Materi kedua kami sudah ditugaskan membuat outline cerpen, yang langsung dipraktikan dalam materi berikutnya selama tiga jam. Antusiasme para Maciwa berlomba-lomba membuat cerpen dalam waktu singkat memunculkan macam-macam expressi. Mulai dari ngantuk, tegang, juga wajah-wajah absurd mereka kalo lagi mikir. Saya sendiri bolak-balik kamar mandi, bolak balik minum atau memutar-mutar ujung pulpen demi mendapatkan rangkaian kata yang lebih tepat. Waktu habis dan cerpen-cerpen alakadarnya itu dikumpulkan.
Malamnya, cerpen kami dibahas oleh mentor-mentor yang sudah ditentukan. Di situ saya baru merasakan cerpen saya di coret-coret dengan tinta merah mirip mahasiswa tingkat akhir yang  bertemu dengan dosen pembimbing. Segalamacam typo tulisan terdeteksi dengan mudahnya oleh mentor, kesalahan penulisan dan yang peling penting sebuah penulisan cerpen atau cerita apapun itu harus mempunyai pesan moral yang membuat pembaca belajar akan sesuatu. Kalo bahasa anak SD-nya dalam kerangka karangan itu amanat.

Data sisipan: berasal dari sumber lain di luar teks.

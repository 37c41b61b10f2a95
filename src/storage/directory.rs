use std::fs;
use std::io::{self, Write};
use std::path::{Path, PathBuf};
use tracing::debug;

use super::BuildCacheStore;
use crate::error::{OutputsError, Result};

/// Build cache backed by a local directory
///
/// Layout: `<dir>/ab/abcdef...`, the first two characters of the key
/// select the subdirectory. Writes go through a temp file in the same
/// directory and are renamed into place.
pub struct DirectoryBuildCache {
    dir: PathBuf,
}

impl DirectoryBuildCache {
    pub fn new<P: AsRef<Path>>(dir: P) -> Result<Self> {
        let dir = dir.as_ref().to_path_buf();
        fs::create_dir_all(&dir).map_err(|source| OutputsError::CacheIo {
            path: dir.clone(),
            source,
        })?;
        Ok(Self { dir })
    }

    pub fn dir(&self) -> &Path {
        &self.dir
    }

    fn blob_path(&self, key: &str) -> Result<PathBuf> {
        if key.len() < 2 || !key.chars().all(|c| c.is_ascii_alphanumeric()) {
            return Err(OutputsError::CacheIo {
                path: self.dir.clone(),
                source: io::Error::new(
                    io::ErrorKind::InvalidInput,
                    format!("invalid cache key '{key}'"),
                ),
            });
        }
        Ok(self.dir.join(&key[..2]).join(key))
    }
}

impl BuildCacheStore for DirectoryBuildCache {
    fn get(&self, key: &str) -> Result<Option<Vec<u8>>> {
        let path = self.blob_path(key)?;
        match fs::read(&path) {
            Ok(data) => Ok(Some(data)),
            Err(e) if e.kind() == io::ErrorKind::NotFound => Ok(None),
            Err(source) => Err(OutputsError::CacheIo { path, source }),
        }
    }

    fn put(&self, key: &str, data: &[u8]) -> Result<()> {
        let path = self.blob_path(key)?;
        let shard = path.parent().unwrap_or(self.dir.as_path()).to_path_buf();
        let io_err = |source| OutputsError::CacheIo {
            path: path.clone(),
            source,
        };

        fs::create_dir_all(&shard).map_err(io_err)?;
        let mut temp = tempfile::NamedTempFile::new_in(&shard).map_err(io_err)?;
        temp.write_all(data).map_err(io_err)?;
        temp.persist(&path).map_err(|e| io_err(e.error))?;

        debug!(key, size_bytes = data.len(), "stored blob");
        Ok(())
    }

    fn contains(&self, key: &str) -> Result<bool> {
        Ok(self.blob_path(key)?.is_file())
    }

    fn remove(&self, key: &str) -> Result<bool> {
        let path = self.blob_path(key)?;
        match fs::remove_file(&path) {
            Ok(()) => Ok(true),
            Err(e) if e.kind() == io::ErrorKind::NotFound => Ok(false),
            Err(source) => Err(OutputsError::CacheIo { path, source }),
        }
    }
}

#[cfg(test)]
mod tests {
    use super::*;
    use tempfile::TempDir;

    #[test]
    fn test_put_get() {
        let temp = TempDir::new().unwrap();
        let cache = DirectoryBuildCache::new(temp.path()).unwrap();

        assert_eq!(cache.get("abcdef").unwrap(), None);
        cache.put("abcdef", b"blob").unwrap();

        assert_eq!(cache.get("abcdef").unwrap(), Some(b"blob".to_vec()));
        assert!(cache.contains("abcdef").unwrap());
        assert!(temp.path().join("ab").join("abcdef").is_file());
    }

    #[test]
    fn test_put_replaces() {
        let temp = TempDir::new().unwrap();
        let cache = DirectoryBuildCache::new(temp.path()).unwrap();

        cache.put("abcdef", b"one").unwrap();
        cache.put("abcdef", b"two").unwrap();
        assert_eq!(cache.get("abcdef").unwrap(), Some(b"two".to_vec()));

        let shard: Vec<_> = fs::read_dir(temp.path().join("ab")).unwrap().collect();
        assert_eq!(shard.len(), 1);
    }

    #[test]
    fn test_remove() {
        let temp = TempDir::new().unwrap();
        let cache = DirectoryBuildCache::new(temp.path()).unwrap();

        cache.put("abcdef", b"blob").unwrap();
        assert!(cache.remove("abcdef").unwrap());
        assert!(!cache.remove("abcdef").unwrap());
        assert!(!cache.contains("abcdef").unwrap());
    }

    #[test]
    fn test_rejects_path_like_keys() {
        let temp = TempDir::new().unwrap();
        let cache = DirectoryBuildCache::new(temp.path()).unwrap();

        for key in ["", "a", "../escape", "ab/cd"] {
            assert!(matches!(
                cache.put(key, b"x"),
                Err(OutputsError::CacheIo { .. })
            ));
        }
    }
}
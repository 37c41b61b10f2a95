//! Task output tracking
//!
//! [`TaskOutputs`] is what a scheduler talks to: call
//! [`before_execution`](TaskOutputs::before_execution) to decide whether the
//! task body can be skipped, [`after_execution`](TaskOutputs::after_execution)
//! once it ran, and [`cache_decision`](TaskOutputs::cache_decision) to find out
//! whether a build cache round trip is permitted.
//!
//! ```no_run
//! use std::sync::Arc;
//! use taskout::outputs::{HistoryStore, TaskOutputs};
//!
//! # fn main() -> taskout::Result<()> {
//! let history = Arc::new(HistoryStore::in_memory());
//! let mut builder = TaskOutputs::builder(":compileJava", "/work/project");
//! builder.declare("classes", ["build/classes"], true)?.cacheable(true);
//! let outputs = builder.build(Arc::clone(&history));
//!
//! if !outputs.before_execution().up_to_date {
//!     // run the task body
//!     outputs.after_execution(true)?;
//! }
//! # Ok(())
//! # }
//! ```

pub mod cache_policy;
pub mod fingerprint;
pub mod history;
pub mod registry;
pub mod up_to_date;

pub use cache_policy::{CacheDecision, CacheDisabledReason, CachePolicy};
pub use fingerprint::{ContentHash, Fingerprint, Fingerprinter, HashMethod, Snapshot};
pub use history::{
    ExecutionRecord, FileHistoryBackend, HistoryBackend, HistoryStore, MemoryHistoryBackend,
    RawRecord,
};
pub use registry::{OutputRegistry, PropertyOutput};
pub use up_to_date::{
    AllOf, Evaluation, OutOfDateReason, TaskState, UpToDateEvaluator, UpToDateSpec,
};

use serde::{Deserialize, Serialize};
use sha2::{Digest, Sha256};
use std::collections::BTreeMap;
use std::path::{Path, PathBuf};
use std::sync::Arc;
use tracing::{debug, warn};

use crate::error::Result;
use crate::logging::{operations, status};

/// Declaration phase of a task's outputs
///
/// Consumed by [`build`](TaskOutputsBuilder::build); declarations cannot
/// change afterwards.
pub struct TaskOutputsBuilder {
    identity: String,
    base_dir: PathBuf,
    registry: OutputRegistry,
    specs: AllOf,
    cacheable: bool,
    fingerprinter: Option<Fingerprinter>,
}

impl TaskOutputsBuilder {
    pub fn declare<I, P>(&mut self, name: &str, locations: I, cacheable: bool) -> Result<&mut Self>
    where
        I: IntoIterator<Item = P>,
        P: Into<PathBuf>,
    {
        self.registry.declare(name, locations, cacheable)?;
        Ok(self)
    }

    /// Marks the task as opting into the build cache.
    pub fn cacheable(&mut self, cacheable: bool) -> &mut Self {
        self.cacheable = cacheable;
        self
    }

    /// Adds a condition that must hold for the task to be up to date.
    pub fn up_to_date_when<S: UpToDateSpec + 'static>(&mut self, spec: S) -> &mut Self {
        self.specs.push(Box::new(spec));
        self
    }

    /// Replaces the default content fingerprinter rooted at the base directory.
    pub fn fingerprinter(&mut self, fingerprinter: Fingerprinter) -> &mut Self {
        self.fingerprinter = Some(fingerprinter);
        self
    }

    pub fn build(self, history: Arc<HistoryStore>) -> TaskOutputs {
        let fingerprinter = self
            .fingerprinter
            .unwrap_or_else(|| Fingerprinter::new(self.base_dir.clone()));

        TaskOutputs {
            identity: self.identity,
            base_dir: self.base_dir,
            registry: self.registry,
            specs: self.specs,
            cacheable: self.cacheable,
            evaluator: UpToDateEvaluator::new(fingerprinter),
            history,
        }
    }
}

/// Cache key material and payload of a cacheable task
#[derive(Debug, Clone, PartialEq, Eq, Serialize, Deserialize)]
pub struct CachePayload {
    pub task_identity: String,
    pub properties: Vec<CachedProperty>,
}

#[derive(Debug, Clone, PartialEq, Eq, Serialize, Deserialize)]
pub struct CachedProperty {
    pub name: String,
    pub fingerprint: Fingerprint,
    pub locations: Vec<PathBuf>,
}

impl CachePayload {
    /// Digest over the identity and every property fingerprint.
    pub fn key_material(&self) -> String {
        let mut hasher = Sha256::new();
        hasher.update(self.task_identity.as_bytes());
        for property in &self.properties {
            hasher.update([0u8]);
            hasher.update(property.name.as_bytes());
            for (path, snapshot) in &property.fingerprint.entries {
                hasher.update([0u8]);
                hasher.update(path.as_bytes());
                match snapshot {
                    Snapshot::File { hash } | Snapshot::Directory { hash, .. } => {
                        hasher.update(hash.as_bytes())
                    }
                    Snapshot::Absent => hasher.update(b"<absent>"),
                }
            }
        }
        hex::encode(hasher.finalize())
    }
}

/// Output tracking for one task
pub struct TaskOutputs {
    identity: String,
    base_dir: PathBuf,
    registry: OutputRegistry,
    specs: AllOf,
    cacheable: bool,
    evaluator: UpToDateEvaluator,
    history: Arc<HistoryStore>,
}

impl TaskOutputs {
    pub fn builder<S: Into<String>, P: Into<PathBuf>>(identity: S, base_dir: P) -> TaskOutputsBuilder {
        TaskOutputsBuilder {
            identity: identity.into(),
            base_dir: base_dir.into(),
            registry: OutputRegistry::new(),
            specs: AllOf::new(),
            cacheable: false,
            fingerprinter: None,
        }
    }

    pub fn identity(&self) -> &str {
        &self.identity
    }

    pub fn base_dir(&self) -> &Path {
        &self.base_dir
    }

    pub fn declares_output(&self) -> bool {
        self.registry.declares_output()
    }

    pub fn property_outputs(&self) -> &[PropertyOutput] {
        self.registry.all()
    }

    pub fn property_output(&self, name: &str) -> Result<&PropertyOutput> {
        self.registry.get(name)
    }

    pub fn registry(&self) -> &OutputRegistry {
        &self.registry
    }

    /// Decides whether the task body can be skipped.
    ///
    /// When `up_to_date` is true the scheduler must leave existing outputs
    /// in place and not run the task.
    pub fn before_execution(&self) -> Evaluation {
        self.evaluator
            .evaluate(&self.identity, &self.registry, &self.history, &self.specs)
    }

    /// Records the outcome of running the task body.
    ///
    /// A failed run leaves the previous record alone. After a successful run
    /// the outputs are fingerprinted and saved; if that fails the previous
    /// record is dropped so the next build executes the task again.
    pub fn after_execution(&self, succeeded: bool) -> Result<()> {
        if !succeeded {
            debug!(
                operation = operations::SAVE,
                status = status::SKIPPED,
                task = %self.identity,
                "task failed, keeping previous execution history"
            );
            return Ok(());
        }

        match self.current_fingerprints() {
            Ok(fingerprints) => {
                self.history.save(&self.identity, fingerprints)?;
                Ok(())
            }
            Err(e) => {
                warn!(
                    operation = operations::SAVE,
                    status = status::ERROR,
                    task = %self.identity,
                    error = %e,
                    "could not fingerprint outputs, dropping execution history"
                );
                self.history.invalidate(&self.identity)?;
                Err(e)
            }
        }
    }

    pub fn cache_decision(&self) -> CacheDecision {
        CachePolicy::evaluate(self.cacheable, &self.registry)
    }

    /// Key material and payload for the build cache, when caching is allowed.
    pub fn cache_payload(&self) -> Result<Option<CachePayload>> {
        if !self.cache_decision().allowed {
            return Ok(None);
        }

        let mut fingerprints = self.current_fingerprints()?;
        let properties = self
            .registry
            .all()
            .iter()
            .map(|property| CachedProperty {
                name: property.name.clone(),
                fingerprint: fingerprints
                    .remove(&property.name)
                    .unwrap_or_else(|| Fingerprint {
                        method: self.evaluator.fingerprinter().method(),
                        entries: BTreeMap::new(),
                    }),
                locations: property.locations.iter().cloned().collect(),
            })
            .collect();

        Ok(Some(CachePayload {
            task_identity: self.identity.clone(),
            properties,
        }))
    }

    /// Files produced by the last successful execution.
    pub fn previous_files(&self) -> Vec<PathBuf> {
        let Some(record) = self.history.load(&self.identity) else {
            return Vec::new();
        };
        let base = self.evaluator.fingerprinter().base_dir();
        let mut files: Vec<PathBuf> = record
            .fingerprints
            .values()
            .flat_map(|fingerprint| fingerprint.files(base))
            .collect();
        files.sort();
        files.dedup();
        files
    }

    fn current_fingerprints(&self) -> Result<BTreeMap<String, Fingerprint>> {
        let fingerprinter = self.evaluator.fingerprinter();
        self.registry
            .all()
            .iter()
            .map(|property| {
                Ok((
                    property.name.clone(),
                    fingerprinter.fingerprint(&property.locations)?,
                ))
            })
            .collect()
    }
}
use anyhow::{Context, Result};
use std::path::Path;
use tracing::info;

use super::Workspace;
use crate::cli::{CommonConfigArgs, ConfigCommands};
use taskout::config::TaskoutConfig;
use taskout::config_discovery::discover_config;

pub fn run(command: &ConfigCommands) -> Result<()> {
    match command {
        ConfigCommands::Example => example(),
        ConfigCommands::Validate { path } => validate(path.as_deref()),
        ConfigCommands::Show { common } => show(common),
    }
}

fn example() -> Result<()> {
    println!("{}", TaskoutConfig::example()?);
    Ok(())
}

fn validate(path: Option<&Path>) -> Result<()> {
    let path = match path {
        Some(path) => path.to_path_buf(),
        None => {
            let cwd = std::env::current_dir().context("Failed to get current directory")?;
            discover_config(&cwd)?.context("No taskout.toml found")?
        }
    };
    info!("Validating config file: {}", path.display());

    let config = TaskoutConfig::from_file(&path)?;
    config.validate()?;

    println!("✓ Configuration file is valid: {}", path.display());
    println!("\nSummary:");
    println!("  - History directory: {}", config.history_dir()?.display());
    println!("  - Cache directory: {}", config.cache_dir()?.display());
    println!("  - Cache enabled: {}", config.cache.enabled);
    println!("  - Hash method: {}", config.fingerprint.method);
    println!("  - Tasks: {}", config.tasks.len());

    for (identity, task) in &config.tasks {
        let names: Vec<&str> = task.outputs.iter().map(|o| o.name.as_str()).collect();
        println!(
            "    {} (cacheable: {}) outputs: {}",
            identity,
            task.cacheable,
            names.join(", ")
        );
    }

    Ok(())
}

fn show(common: &CommonConfigArgs) -> Result<()> {
    let workspace = Workspace::load(common)?;

    println!("Effective Configuration:\n");
    println!("# project root: {}", workspace.base_dir.display());
    println!("# history dir: {}", workspace.history_dir.display());
    println!("# cache dir: {}", workspace.cache_dir.display());
    println!("{}", toml::to_string_pretty(&workspace.config)?);

    Ok(())
}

Di hari kedua lebih keren lagi, kami disuguhkan materi keredaksian yaitu bagaimana proses penyeleksian naskah dari mulai naskah masuk sampai cetak. Saya baru tahu, redaksi adalah otak dari sebuah penerbit yang memilah naskah yang akan masuk dalam antrean terbit, editing, sampai revisi-revisi pada penulis.
Materi penyambungnya adalah marketing dari sebuah buku yang terbit, materi kali ini disampaikan oleh marketing buku namanya Mas Aconk, beliau menceritakan bagaimana buku yang kita tulis bisa sampai ada di rak buku Gramedia. Tempat dan posisi buku yang ditempati itu ada targetnya tersendiri, juga bagaimana buku bisa masuk dalam kateggori bestseller atau rekomended. Dan yang paling sedih ketika buku tidak mencapai target penjualan akan di retur setengah dengan buku baru. Saya tidak membayangkan bagaimana naskah yang sudah kita tulis susah payah, berhari-hari mikirin ide naskah sampe kena insomnia ujung-ujungnya ngabisin sekardus indomie di dapur *eh. Ngadepin editor, revisi lagi-revisi lagi, sampe kita jumpalitan kesenengan kalo naskah itu layak terbit jadi buku, setelah cetak dan dikirim ke toko buku, naskah itu harus diretur setengah karena tidak mencapai target penjualan. Ini yang saya pikirkan selama Mas Aconk menyampaikan materi. Sebab marketing adalah ujung tombak dari segala macam jenis perindustrian termasuk soal penjualan buku yang kita tulis nantinya. Untungnya, dari Mas Acong sendiri memberi konsekuensi. Bahwa menulis yang dicari pembaca adalah menulis yang sesuai dengan keinginan pembaca, menulis yang kita bisa, menulis yang sesuai dengan idealisme pembaca yang tentunya membuat para pembaca ingin membeli buku kita.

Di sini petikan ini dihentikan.